Veeam Community Forums Digest January 1 – January 7, 2018

By now, most of you
have probably already heard of the biggest disaster in the history of IT –
Meltdown and Spectre security vulnerabilities which affect all modern CPUs,
from those in desktops and servers, to ones found in smartphones.
Unfortunately, there’s much confusion about the level of threat we’re
dealing with here, because some of the impacted vendors need reasons to
explain the still-missing security patches. But even those who did release
a patch, avoid mentioning that it only partially addresses the threat. And,
there’s no good explanation of these vulnerabilities on the right level
(not for developers), something that just about anyone working in IT could
understand to make their own conclusion. So, I decided to give it a shot
and deliver just that.First, some essential background. Both
vulnerabilities leverage the „speculative execution“ feature, which is
central to the modern CPU architecture. Without this, processors would idle
most of the time, just waiting to receive I/O results from various
peripheral devices, which are all at least 10x slower than processors. For
example, RAM – kind of the fastest thing out there in our mind – runs at
comparable frequencies with CPU, but all overclocking enthusiasts know that
RAM I/O involves multiple stages, each taking multiple CPU cycles. And hard
disks are at least a hundred times slower than RAM. So, instead of waiting
for the real result of some IF clause to be calculated, the processor
assumes the most probable result, and continues the execution according to
the assumed result. Then, many cycles later, when the actual result of said
IF is known, if it was „guessed“ right – then we’re already way ahead in
the program code execution path, and didn’t just waste all those cycles
waiting for the I/O operation to complete.

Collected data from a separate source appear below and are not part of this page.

//! Code analysis tool
//!
//! Scans a source file for lines carrying a given kind of marker (work
//! left to do, panicking calls, unsafe code) and reports each hit.

use super::{parameter_schema, read_source, MAX_SOURCE_SIZE};
use crate::tools::{text_result, Tool, ToolDescription, ToolError};
use async_trait::async_trait;
use schemars::JsonSchema;
use serde::{Deserialize, Serialize};
use serde_json::Value;
use std::fmt;
use std::path::Path;

/// Kind of marker to look for
#[derive(Debug, Clone, Copy, PartialEq, Eq, Serialize, Deserialize, JsonSchema)]
#[serde(rename_all = "lowercase")]
pub enum CheckType {
    Todo,
    Panic,
    Unsafe,
}

impl CheckType {
    fn markers(self) -> &'static [&'static str] {
        match self {
            CheckType::Todo => &["TODO", "FIXME", "XXX", "todo!("],
            CheckType::Panic => &["panic!(", "unwrap()", "expect(", "unreachable!(", "unimplemented!("],
            CheckType::Unsafe => &["unsafe "],
        }
    }
}

impl fmt::Display for CheckType {
    fn fmt(&self, f: &mut fmt::Formatter<'_>) -> fmt::Result {
        let name = match self {
            CheckType::Todo => "todo",
            CheckType::Panic => "panic",
            CheckType::Unsafe => "unsafe",
        };
        f.write_str(name)
    }
}

/// Parameters for `analyze_code`
#[derive(Debug, Deserialize, JsonSchema)]
#[serde(deny_unknown_fields)]
pub struct AnalyzeCodeParams {
    /// Path of the source file to analyze
    pub file_path: String,
    /// Which markers to report
    pub check_type: CheckType,
}

/// One matching line
#[derive(Debug, Clone, PartialEq, Eq)]
pub struct Finding {
    pub line: usize,
    pub text: String,
}

/// Find lines containing any of the check's markers (1-based line numbers)
pub fn scan_lines(source: &str, check: CheckType) -> Vec<Finding> {
    let markers = check.markers();
    source
        .lines()
        .enumerate()
        .filter(|(_, line)| markers.iter().any(|marker| line.contains(marker)))
        .map(|(index, line)| Finding {
            line: index + 1,
            text: line.trim().to_string(),
        })
        .collect()
}

fn format_report(file_path: &str, check: CheckType, findings: &[Finding]) -> String {
    let mut report = format!(
        "Analyzed {file_path} for {check} issues: found {}.",
        findings.len()
    );
    for finding in findings {
        report.push_str(&format!("\n{}: {}", finding.line, finding.text));
    }
    report
}

/// `analyze_code` builtin
pub struct AnalyzeCodeTool {
    max_file_size: u64,
}

impl Default for AnalyzeCodeTool {
    fn default() -> Self {
        Self::new()
    }
}

impl AnalyzeCodeTool {
    pub fn new() -> Self {
        Self {
            max_file_size: MAX_SOURCE_SIZE,
        }
    }
}

#[async_trait]
impl Tool for AnalyzeCodeTool {
    fn describe(&self) -> ToolDescription {
        ToolDescription {
            name: "analyze_code".to_string(),
            description: "Analyze code for patterns and issues".to_string(),
            parameters: parameter_schema::<AnalyzeCodeParams>(),
        }
    }

    async fn execute(&self, parameters: &Value) -> Result<Value, ToolError> {
        let params: AnalyzeCodeParams = serde_json::from_value(parameters.clone())
            .map_err(|e| ToolError::ValidationError(e.to_string()))?;

        let source = read_source(Path::new(&params.file_path), self.max_file_size).await?;
        let findings = scan_lines(&source, params.check_type);

        Ok(text_result(format_report(
            &params.file_path,
            params.check_type,
            &findings,
        )))
    }
}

However, if it appears that the
assumption was incorrect – then, the execution state of that „parallel
universe“ is simply discarded, and program execution is restarted back from
said IF clause (as if speculative execution did not exist). But, since
those prediction algorithms are pretty smart and polished, more often than
not the guesses are right, which adds significant boost to execution
performance for some software. Speculative execution is a feature that
processors had for two decades now, which is also why any CPU that is still
able to run these days is affected.Now, while the two
vulnerabilities are distinctly different, they share one thing in common –
and that is, they exploit the cornerstone of computer security, and
specifically the process isolation. Basically, the security of all
operating systems and software is completely dependent on the native
ability of CPUs to ensure complete process isolation in terms of them being
able to access each other’s memory. How exactly is such isolation achieved?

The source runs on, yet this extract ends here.